In the second hour, Ms Rehm's guests discuss the Boreal Forest Fire in Canada that forced 88,000 people from their homes. Forest fires can be started by lightning or man. Guess which one is the most responsible? The conversation illustrates how forest wildfires lead to climate change which leads to forest wildfires, and so on until we've done our planet in.

My father said long ago when he first heard of plastic that it would ruin the world. Of course he was an ordinary man and could not foresee the good that could come of plastic. And chemicals? Not on his radar, most of them unknown. But now, if he were here, I'll bet he'd be crying, sentimental man that he was. The inadvertent consequences of our fast-track "progress" have gone way beyond the waste that plastics produce.

So what can I do? I too am ordinary. I can start delivering food to elderly folks in my neighborhood. I can be hospitable in my inn. I can welcome all who come through my door. I can make art.

But the greater question of what to do requires looking at the big picture. And that picture turns me inward to the only thing I can improve. And that's my mind. That is, to do the work required to develop a true mind of compassion, to strip the layers of self-cherishing that make me think my own personal suffering is the worst of all while our planet itself is suffering, and thus, all of us are. We inflict the pain. We are our own victims. Predator and prey. And now this: Orlando.

This is said so well by my son, Dan Koeppel (who is a wonderful writer,) on his recent Facebook post about Orlando. (How horrible that these tragedies start to define our cities.):

"I believe in love and I believe that all human beings need love, deserve love, and are capable of love. All these poor kids were seeking was love, and they were murdered for it. So what do we do? Fight? Give in to the various flavors of hate and blame that are being sold to us (and there's a flavor for everyone; hate works that way, customizing itself so it can sneak into your heart.) Or do we double down on love, and cope with the heartbreak - such heartbreak - and it seems to happen more and more. That increasing the stakes that way turns out to have yielded a losing hand. Again."

More thoughts on the tragedy of the way we treat each other:

The only way to change what seems inevitable is for all of us to change our minds, mind our footprints, our behaviors. This takes vigilance and practice. This takes remembering to care, even in challenging situations, especially in challenging situations, even beyond caring for the people close to us. We can only change the world by changing the way we think. Stop being so damned selfish about our own little worlds. Stop the guns. Stop the money worship that fosters evil. Big picture, one frame at a time.

 

The Writing on the Wall

I found a 1987 magazine named "Woman of Power" tucked among the old paintings, papers and piled up journals in my studio crawl-space. The picture I have posted here got me thinking, ( again; still ) about the way women are treated all over our world. From disrespect to outright abuse and everything in-between, it's all degrees of the same affliction. Cruelty, greed for power, fundamentalism, self-grasping. Would it be the same world if women had the same rights, and equal voices to men? Surely not. What if we experimented with a new idea? A paradigm shift that breaks away from the values that hold us down, trapped in patterns that are at best destructive and at worst tyrannical and brutal.

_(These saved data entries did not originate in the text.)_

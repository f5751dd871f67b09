//! Circuit breaker states and the transitions between them.

use std::fmt::{self, Display, Formatter};

/// Represents the possible states of a circuit breaker.
#[derive(Debug, Clone, Copy, PartialEq, Eq, Hash)]
pub enum State {
    /// Circuit is closed and every call is admitted.
    Closed,

    /// Circuit is open and every call is rejected.
    Open,

    /// Circuit admits calls on probation; the next evaluation either
    /// closes it again or sends it back to open.
    HalfOpen,
}

impl State {
    /// Returns a short, stable label for the state.
    pub fn as_str(&self) -> &'static str {
        match self {
            State::Closed => "closed",
            State::Open => "open",
            State::HalfOpen => "half-open",
        }
    }

    /// Whether a call would be admitted while in this state.
    pub fn admits(&self) -> bool {
        !matches!(self, State::Open)
    }
}

impl Display for State {
    fn fmt(&self, f: &mut Formatter<'_>) -> fmt::Result {
        f.write_str(self.as_str())
    }
}

/// A state change observed inside the breaker's critical section and
/// published to hooks and metric sinks once the lock is released.
#[derive(Debug, Clone, Copy, PartialEq)]
pub struct Transition {
    /// State before the change.
    pub from: State,

    /// State after the change.
    pub to: State,

    /// Success rate of the window that triggered the change.
    ///
    /// `None` for the open to half-open move, which is driven by elapsed
    /// time during an admission check rather than by an evaluation.
    pub success_rate: Option<f64>,
}

impl Transition {
    pub(crate) fn cooldown_elapsed() -> Self {
        Self {
            from: State::Open,
            to: State::HalfOpen,
            success_rate: None,
        }
    }

    /// True when a half-open breaker recovered to closed.
    pub fn is_recovery(&self) -> bool {
        self.from == State::HalfOpen && self.to == State::Closed
    }

    /// True when the breaker moved into the open state.
    pub fn is_trip(&self) -> bool {
        self.to == State::Open
    }
}

impl Display for Transition {
    fn fmt(&self, f: &mut Formatter<'_>) -> fmt::Result {
        match self.success_rate {
            Some(rate) => write!(f, "{} -> {} (success rate {:.3})", self.from, self.to, rate),
            None => write!(f, "{} -> {} (cooldown elapsed)", self.from, self.to),
        }
    }
}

                                                                            Woman of Power Magazine, Spring 1987, Issue 6, Page 6

Last night, listening to NPR, I was moved by the story of Maria Toorpakay, the Pakistani champion squash player who, with her brave father and mother's approval and help, dressed as a boy in the Taliban-infested area of Peshawar's tribal lands in order to be able to play outside and compete in sports. She won medals in weight-lifting and ultimately, mastery in Squash. You go, girl, I thought, as I remembered my sister's and my own athletic abilities being frowned on when we were kids. But this is America and at least there's change. Slow, but change.

I am heartened by young women I know. They are smart and aware. They are seekers and their lives are filled with choices. They are lucky. Not so in many, many parts of the planet. Not so in 1985 in Nicaragua.

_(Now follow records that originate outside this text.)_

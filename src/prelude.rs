//! Re-exports common types for convenient usage.
//!
//! # Example
//! ```rust
//! use adaptive_breaker::prelude::*;
//!
//! let breaker = CircuitBreaker::builder().threshold(0.5).build().unwrap();
//! assert_eq!(breaker.current_state(), State::Closed);
//! ```

pub use crate::breaker::CircuitBreaker;
pub use crate::error::{BreakerError, BreakerResult, CircuitOpen};
pub use crate::policy::BreakerPolicy;
pub use crate::state::State;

Woman of Power Magazine, Spring 1987, Issue 6

Woman of Power Magazine, Spring 1987, Issue 6

Favorite Poem Project

Taking it All in Stride
48 x 36"
Acrylic on Canvas
*SOLD*

On the night I married, in our ante-bellum rental in Lake George, nestled on the Josephine chaise was a small, beautifully embroidered pillow. It read “So many men, so little time.” But I chose.

The question of my favorite poem boggles me. I have so many favorites, and now a deadline to make a choice.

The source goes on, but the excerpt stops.